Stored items

// SPDX-License-Identifier: (MIT OR Apache-2.0)
//! Expression and pattern nodes.

use crate::decl::{Param, RefKind};
use crate::stmt::Stmt;
use crate::types::{MemberRef, TypeRef};
use crate::{NodeId, Span};

/// A bound expression. `ty` is its static type.
#[derive(Debug, Clone)]
#[cfg_attr(feature = "serde", derive(serde::Serialize, serde::Deserialize))]
pub struct Expr {
    pub id: NodeId,
    pub kind: ExprKind,
    pub ty: TypeRef,
    pub span: Span,
}

#[derive(Debug, Clone)]
#[cfg_attr(feature = "serde", derive(serde::Serialize, serde::Deserialize))]
pub enum ExprKind {
    Literal(Literal),
    /// Local, parameter, or primary constructor parameter
    Local(String),
    This,
    /// Field read; `receiver` is `None` for static fields
    Field {
        receiver: Option<Box<Expr>>,
        owner: TypeRef,
        name: String,
    },
    /// Property or indexer read through its getter
    Property {
        receiver: Option<Box<Expr>>,
        getter: MemberRef,
        args: Vec<Arg>,
    },
    Call {
        receiver: Option<Box<Expr>>,
        method: MemberRef,
        /// Inferred or explicit type arguments, in declaration order.
        type_args: Vec<TypeRef>,
        args: Vec<Arg>,
    },
    /// Object creation; the created type is `Expr::ty`
    New {
        ctor: Option<MemberRef>,
        args: Vec<Arg>,
    },
    /// Stack allocation of `len` elements into a stack-only buffer type
    StackAlloc {
        elem: TypeRef,
        len: Box<Expr>,
    },
    /// `cond ? a : b`, or `cond ? ref a : ref b` when `by_ref`
    Conditional {
        cond: Box<Expr>,
        then_expr: Box<Expr>,
        else_expr: Box<Expr>,
        by_ref: bool,
    },
    /// Conversion of `operand` to `Expr::ty`
    Convert {
        operand: Box<Expr>,
        explicit: bool,
    },
    Binary {
        op: BinOp,
        left: Box<Expr>,
        right: Box<Expr>,
    },
    /// `operand is pattern`
    Is {
        operand: Box<Expr>,
        pattern: Pattern,
    },
    Lambda(Box<LambdaExpr>),
    ArrayNew {
        elem: TypeRef,
        elems: Vec<Expr>,
    },
    /// `new { A = ..., B = ... }`
    AnonymousObject {
        members: Vec<(String, Expr)>,
    },
    Await(Box<Expr>),
    /// Member invocation on a `dynamic` receiver
    DynamicInvoke {
        receiver: Box<Expr>,
        name: String,
        args: Vec<Arg>,
    },
    /// `out var name` declaration in argument position
    OutVar(String),
}

#[derive(Debug, Clone, PartialEq)]
#[cfg_attr(feature = "serde", derive(serde::Serialize, serde::Deserialize))]
pub enum Literal {
    Int(i64),
    Bool(bool),
    Str(String),
    Null,
    Default,
}

#[derive(Debug, Clone, Copy, PartialEq, Eq)]
#[cfg_attr(feature = "serde", derive(serde::Serialize, serde::Deserialize))]
pub enum BinOp {
    Add,
    Sub,
    Mul,
    Eq,
    Ne,
    Lt,
    Gt,
    And,
    Or,
}

/// A call argument and the way it is passed.
#[derive(Debug, Clone)]
#[cfg_attr(feature = "serde", derive(serde::Serialize, serde::Deserialize))]
pub struct Arg {
    pub mode: RefKind,
    pub expr: Expr,
}

impl Arg {
    pub fn value(expr: Expr) -> Self {
        Self { mode: RefKind::None, expr }
    }

    pub fn by_ref(expr: Expr) -> Self {
        Self { mode: RefKind::Ref, expr }
    }

    pub fn out(expr: Expr) -> Self {
        Self { mode: RefKind::Out, expr }
    }
}

/// Lambda, anonymous method, or expression-tree lambda.
#[derive(Debug, Clone)]
#[cfg_attr(feature = "serde", derive(serde::Serialize, serde::Deserialize))]
pub struct LambdaExpr {
    pub params: Vec<Param>,
    pub ret_ty: TypeRef,
    pub body: Vec<Stmt>,
    /// Converted to an expression tree instead of a delegate.
    pub is_expression_tree: bool,
    pub is_static: bool,
    pub is_async: bool,
}

#[derive(Debug, Clone)]
#[cfg_attr(feature = "serde", derive(serde::Serialize, serde::Deserialize))]
pub enum Pattern {
    Discard,
    /// `T x` or `var x`
    Declaration {
        name: String,
        ty: TypeRef,
        span: Span,
    },
    /// Bare type test
    Type(TypeRef),
    Constant(Box<Expr>),
    /// `{ A: p1, B.C: p2 }`
    Property {
        ty: Option<TypeRef>,
        subpatterns: Vec<SubPattern>,
    },
    /// `(p1, p2)` through a `Deconstruct` method with `out` parameters
    Positional {
        deconstruct: MemberRef,
        subpatterns: Vec<Pattern>,
        /// Types of the deconstructed components.
        component_tys: Vec<TypeRef>,
    },
    Not(Box<Pattern>),
}

/// One `Member: pattern` entry of a property pattern.
#[derive(Debug, Clone)]
#[cfg_attr(feature = "serde", derive(serde::Serialize, serde::Deserialize))]
pub struct SubPattern {
    pub member: MemberAccess,
    /// Static type of the accessed member.
    pub ty: TypeRef,
    pub pattern: Pattern,
    pub span: Span,
}

#[derive(Debug, Clone)]
#[cfg_attr(feature = "serde", derive(serde::Serialize, serde::Deserialize))]
pub enum MemberAccess {
    Field { owner: TypeRef, name: String },
    Property(MemberRef),
}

Aim of the task
State how many lines of the entries above include the word "subpatterns", offering no text other than the number.

Task response
2